Mr Harding Rolls said “someone is always paying the cost” for the fast fashion industry.
Speaking to Express.co.uk he said: “Cheap labor and cheap materials are the only way we can have such cheap prices and sales all the time.
“But someone is always paying the cost, whether it’s the climate, exploited garment workers, or communities in the Global South drowning in a flood of exported waste clothing.”
In 2020 Boohoo was forced to announce a commitment to “improve and strengthen” following the scandal over the illegal low wages of suppliers in Leicester.
But the recent investigation allegedly found work is “grinding, physically demanding and monotonous” with workers expected to meet unrealistic targets.
The report claimed: “Employees at the warehouse are paid £11 an hour for shifts of up to 12 hours during which they pick items ordered by customers from miles and miles of shelving across several floors.
“They are constantly monitored via scanning devices worn on the arm which instruct workers where to go for the next item.”
READ MORE: Christmas tree warning as families told to check and remove clumps
But Mr Harding Rolls said it isn’t just SHEIN and Boohoo, highlighting problems in the industry following the pandemic.
He said: “Wage theft is also common in fast fashion, particularly after canceled orders at the start of the pandemic.
“Brands are reported to still owe working in their supply chains millions in severance, despite returning to making large profits since the start of the pandemic.
“Next year marks the 10-year anniversary of the Rana Plaza factory collapse, which exposed the dangerous conditions people making clothing for major brands were working in.

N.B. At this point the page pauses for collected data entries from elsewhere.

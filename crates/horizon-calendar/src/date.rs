//! Calendar-date primitives.
//!
//! Everything in the engine works on [`NaiveDate`]: a Gregorian year, month
//! and day with no time-of-day and no timezone. Values arriving from the host
//! in other shapes (timestamps, strings) are normalized through
//! [`ToCalendarDate`], which is where time components are dropped and
//! invalid input is rejected.

use std::fmt;

use chrono::{DateTime, Datelike, Local, Months, NaiveDate, NaiveDateTime, TimeZone, Weekday};
use horizon_calendar_core::logging::targets;

/// Day number of 1970-01-01 counted from 0001-01-01 (which is day 1).
const UNIX_EPOCH_DAY: i64 = 719_163;

/// Returns today's date in the local timezone.
pub fn today() -> NaiveDate {
    Local::now().date_naive()
}

/// Conversion of host-supplied values into a calendar day.
///
/// Returns `None` for values that do not name a valid date. Time-of-day is
/// discarded, so two values on the same day convert to equal dates.
pub trait ToCalendarDate {
    /// Converts `self` to a calendar day, if it names one.
    fn to_calendar_date(&self) -> Option<NaiveDate>;
}

impl ToCalendarDate for NaiveDate {
    fn to_calendar_date(&self) -> Option<NaiveDate> {
        Some(*self)
    }
}

impl ToCalendarDate for NaiveDateTime {
    fn to_calendar_date(&self) -> Option<NaiveDate> {
        Some(self.date())
    }
}

impl<Tz: TimeZone> ToCalendarDate for DateTime<Tz> {
    fn to_calendar_date(&self) -> Option<NaiveDate> {
        Some(self.date_naive())
    }
}

/// Accepts `YYYY-MM-DD`, RFC 3339 timestamps and `YYYY-MM-DDTHH:MM:SS`.
impl ToCalendarDate for str {
    fn to_calendar_date(&self) -> Option<NaiveDate> {
        let s = self.trim();
        NaiveDate::parse_from_str(s, "%Y-%m-%d")
            .ok()
            .or_else(|| DateTime::parse_from_rfc3339(s).ok().map(|dt| dt.date_naive()))
            .or_else(|| {
                NaiveDateTime::parse_from_str(s, "%Y-%m-%dT%H:%M:%S")
                    .ok()
                    .map(|dt| dt.date())
            })
    }
}

impl ToCalendarDate for String {
    fn to_calendar_date(&self) -> Option<NaiveDate> {
        self.as_str().to_calendar_date()
    }
}

impl<T: ToCalendarDate> ToCalendarDate for Option<T> {
    fn to_calendar_date(&self) -> Option<NaiveDate> {
        self.as_ref().and_then(ToCalendarDate::to_calendar_date)
    }
}

impl<T: ToCalendarDate + ?Sized> ToCalendarDate for &T {
    fn to_calendar_date(&self) -> Option<NaiveDate> {
        (**self).to_calendar_date()
    }
}

/// Converts `input` to a calendar day, substituting today when it is absent
/// or invalid.
pub fn date_or_today(input: impl ToCalendarDate) -> NaiveDate {
    input.to_calendar_date().unwrap_or_else(|| {
        tracing::debug!(target: targets::DATE, "no valid date supplied, using today");
        today()
    })
}

/// Calendar-day equality: year, month and day match, time-of-day ignored.
///
/// Invalid values are never equal to anything.
pub fn same_day(a: impl ToCalendarDate, b: impl ToCalendarDate) -> bool {
    match (a.to_calendar_date(), b.to_calendar_date()) {
        (Some(a), Some(b)) => a == b,
        _ => false,
    }
}

/// Stable identifier for a day: the number of days since 1970-01-01.
///
/// Rendered cells carry this key so a focus request can be resolved to an
/// element after the grid is rebuilt.
pub fn day_key(date: NaiveDate) -> i64 {
    i64::from(date.num_days_from_ce()) - UNIX_EPOCH_DAY
}

/// Maps a week-start index (0 = Sunday .. 6 = Saturday) to a weekday.
///
/// Indices above 6 wrap around.
pub fn weekday_from_index(index: u8) -> Weekday {
    match index % 7 {
        0 => Weekday::Sun,
        1 => Weekday::Mon,
        2 => Weekday::Tue,
        3 => Weekday::Wed,
        4 => Weekday::Thu,
        5 => Weekday::Fri,
        _ => Weekday::Sat,
    }
}

/// Returns true for Gregorian leap years.
pub fn is_leap_year(year: i32) -> bool {
    (year % 4 == 0 && year % 100 != 0) || year % 400 == 0
}

/// Number of days in `month` (1-12) of `year`. Returns 0 for an invalid month.
pub fn days_in_month(year: i32, month: u32) -> u32 {
    match month {
        1 | 3 | 5 | 7 | 8 | 10 | 12 => 31,
        4 | 6 | 9 | 11 => 30,
        2 if is_leap_year(year) => 29,
        2 => 28,
        _ => 0,
    }
}

/// The month shown by a calendar, anchored to its first day.
///
/// Because the value is stored as the first day of the month it is always
/// normalized: there is no way to hold "month 13" or "day 31 of February".
#[derive(Debug, Clone, Copy, PartialEq, Eq, PartialOrd, Ord, Hash)]
pub struct DisplayedMonth {
    first: NaiveDate,
}

impl DisplayedMonth {
    /// Creates a month from a year and a zero-based month index.
    ///
    /// `month0` may be any value: -1 is December of the previous year, 12 is
    /// January of the next one. Returns `None` outside chrono's date range.
    pub fn new(year: i32, month0: i32) -> Option<Self> {
        let total = i64::from(year) * 12 + i64::from(month0);
        let year = i32::try_from(total.div_euclid(12)).ok()?;
        let month = total.rem_euclid(12) as u32 + 1;
        NaiveDate::from_ymd_opt(year, month, 1).map(|first| Self { first })
    }

    /// The month containing `date`.
    pub fn containing(date: NaiveDate) -> Self {
        Self {
            first: date.with_day(1).unwrap_or(date),
        }
    }

    /// The month containing today's date.
    pub fn current() -> Self {
        Self::containing(today())
    }

    /// The year.
    pub fn year(&self) -> i32 {
        self.first.year()
    }

    /// The month as 0-11.
    pub fn month0(&self) -> u32 {
        self.first.month0()
    }

    /// The month as 1-12.
    pub fn month(&self) -> u32 {
        self.first.month()
    }

    /// Day 1 of the month.
    pub fn first_day(&self) -> NaiveDate {
        self.first
    }

    /// The last day of the month.
    pub fn last_day(&self) -> NaiveDate {
        self.first.with_day(self.len_days()).unwrap_or(self.first)
    }

    /// Number of days in the month.
    pub fn len_days(&self) -> u32 {
        days_in_month(self.year(), self.month())
    }

    /// Whether `date` falls in this month.
    pub fn contains(&self, date: NaiveDate) -> bool {
        date.year() == self.year() && date.month() == self.month()
    }

    /// Shifts by `delta` months, anchored to day 1.
    ///
    /// Returns `None` if the result leaves chrono's date range.
    pub fn offset(&self, delta: i32) -> Option<Self> {
        let months = Months::new(delta.unsigned_abs());
        let first = if delta >= 0 {
            self.first.checked_add_months(months)?
        } else {
            self.first.checked_sub_months(months)?
        };
        Some(Self { first })
    }

    /// The date in this month with the given day-of-month, clamped to the
    /// month's length.
    pub fn clamped_day(&self, day: u32) -> NaiveDate {
        let day = day.clamp(1, self.len_days());
        self.first.with_day(day).unwrap_or(self.first)
    }
}

impl Default for DisplayedMonth {
    fn default() -> Self {
        Self::current()
    }
}

impl From<NaiveDate> for DisplayedMonth {
    fn from(date: NaiveDate) -> Self {
        Self::containing(date)
    }
}

impl fmt::Display for DisplayedMonth {
    fn fmt(&self, f: &mut fmt::Formatter<'_>) -> fmt::Result {
        write!(f, "{:04}-{:02}", self.year(), self.month())
    }
}

#[cfg(test)]
mod tests {
    use super::*;
    use chrono::{FixedOffset, NaiveTime};

    fn ymd(y: i32, m: u32, d: u32) -> NaiveDate {
        NaiveDate::from_ymd_opt(y, m, d).unwrap()
    }

    #[test]
    fn test_month_normalization() {
        let dec = DisplayedMonth::new(2024, -1).unwrap();
        assert_eq!((dec.year(), dec.month0()), (2023, 11));

        let jan = DisplayedMonth::new(2024, 12).unwrap();
        assert_eq!((jan.year(), jan.month()), (2025, 1));

        let far = DisplayedMonth::new(2024, -25).unwrap();
        assert_eq!((far.year(), far.month()), (2021, 12));
    }

    #[test]
    fn test_month_bounds() {
        let feb_leap = DisplayedMonth::new(2024, 1).unwrap();
        assert_eq!(feb_leap.first_day(), ymd(2024, 2, 1));
        assert_eq!(feb_leap.last_day(), ymd(2024, 2, 29));

        let feb = DisplayedMonth::new(2023, 1).unwrap();
        assert_eq!(feb.last_day(), ymd(2023, 2, 28));

        let century = DisplayedMonth::new(1900, 1).unwrap();
        assert_eq!(century.len_days(), 28);
        let millennium = DisplayedMonth::new(2000, 1).unwrap();
        assert_eq!(millennium.len_days(), 29);
    }

    #[test]
    fn test_month_offset_crosses_years() {
        let dec = DisplayedMonth::containing(ymd(2023, 12, 31));
        assert_eq!(dec.first_day(), ymd(2023, 12, 1));
        assert_eq!(dec.offset(1).unwrap().first_day(), ymd(2024, 1, 1));
        assert_eq!(dec.offset(-12).unwrap().first_day(), ymd(2022, 12, 1));
        assert_eq!(dec.offset(0), Some(dec));
    }

    #[test]
    fn test_month_offset_out_of_range() {
        let max = DisplayedMonth::containing(NaiveDate::MAX);
        assert!(max.offset(1).is_none());
    }

    #[test]
    fn test_contains_and_clamp() {
        let jan = DisplayedMonth::new(2024, 0).unwrap();
        assert!(jan.contains(ymd(2024, 1, 31)));
        assert!(!jan.contains(ymd(2024, 2, 1)));
        assert!(!jan.contains(ymd(2023, 1, 15)));

        let feb = jan.offset(1).unwrap();
        assert_eq!(feb.clamped_day(31), ymd(2024, 2, 29));
        assert_eq!(feb.clamped_day(0), ymd(2024, 2, 1));
        assert_eq!(feb.to_string(), "2024-02");
    }

    #[test]
    fn test_day_key() {
        assert_eq!(day_key(ymd(1970, 1, 1)), 0);
        assert_eq!(day_key(ymd(1970, 1, 2)), 1);
        assert_eq!(day_key(ymd(1969, 12, 31)), -1);
        assert_eq!(day_key(ymd(2024, 1, 1)), 19_723);
    }

    #[test]
    fn test_weekday_from_index() {
        assert_eq!(weekday_from_index(0), Weekday::Sun);
        assert_eq!(weekday_from_index(1), Weekday::Mon);
        assert_eq!(weekday_from_index(6), Weekday::Sat);
        assert_eq!(weekday_from_index(8), Weekday::Mon);
        for i in 0..7 {
            assert_eq!(weekday_from_index(i).num_days_from_sunday(), u32::from(i));
        }
    }

    #[test]
    fn test_to_calendar_date_drops_time() {
        let morning = ymd(2024, 1, 5).and_time(NaiveTime::from_hms_opt(1, 0, 0).unwrap());
        let evening = ymd(2024, 1, 5).and_time(NaiveTime::from_hms_opt(23, 59, 0).unwrap());
        assert!(same_day(morning, evening));
        assert!(same_day(morning, ymd(2024, 1, 5)));
        assert!(!same_day(morning, ymd(2024, 1, 6)));

        let offset = FixedOffset::east_opt(5 * 3600).unwrap();
        let zoned = offset.from_local_datetime(&evening).single().unwrap();
        assert_eq!(zoned.to_calendar_date(), Some(ymd(2024, 1, 5)));
    }

    #[test]
    fn test_to_calendar_date_from_strings() {
        assert_eq!("2024-02-29".to_calendar_date(), Some(ymd(2024, 2, 29)));
        assert_eq!(" 2024-02-29 ".to_calendar_date(), Some(ymd(2024, 2, 29)));
        assert_eq!(
            "2024-03-01T10:00:00+02:00".to_calendar_date(),
            Some(ymd(2024, 3, 1))
        );
        assert_eq!("2024-03-01T10:00:00".to_calendar_date(), Some(ymd(2024, 3, 1)));
        assert_eq!("2023-02-29".to_calendar_date(), None);
        assert_eq!("not a date".to_calendar_date(), None);
        assert_eq!(String::new().to_calendar_date(), None);
    }

    #[test]
    fn test_invalid_dates_are_never_equal() {
        assert!(!same_day("garbage", "garbage"));
        assert!(!same_day(None::<NaiveDate>, None::<NaiveDate>));
    }

    #[test]
    fn test_date_or_today() {
        assert_eq!(date_or_today(ymd(2020, 5, 5)), ymd(2020, 5, 5));
        assert_eq!(date_or_today("2020-05-05"), ymd(2020, 5, 5));

        let before = today();
        let fallback = date_or_today("2020-13-45");
        let after = today();
        assert!(fallback == before || fallback == after);
        assert!(date_or_today(None::<NaiveDate>) >= before);
    }
}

“Clearly fast fashion has not learned its lesson and has doubled down on its extractive, exploitative and inhumane business model all to turn a profit on cheap, low-quality clothing that is worn just a few times before being thrown away.”
The Rana Plaza factory collapse took place in Dhaka, Bangladesh which housed five garment factories, killing at least 1,132 people and injuring more than 2,500.
Following the investigation in Boohoo, a spokesperson said the company is “taking every claim seriously, but does not believe the picture painted is reflective of the working environment at our Burnley warehouse.
It added that “making sure people are safe and comfortable in their workplace is our highest priority”.
It added: “That is why more and more of our colleagues are choosing to stay here for longer, with our turnover rate continuing to fall year on year. We offer generous rates of pay, well over and above the National Living Wage, with additional benefits including subsidized private healthcare.Through our employee engagement program our colleagues tell us that they are happy with their working environment, feel valued and feel listened to.
“We have been operating our Burnley warehouse for 12 years and are extremely proud of the work that we do there, the amazing team we have on-site and the important part our business plays in giving back to the local community.”
Shein has been contacted for comment.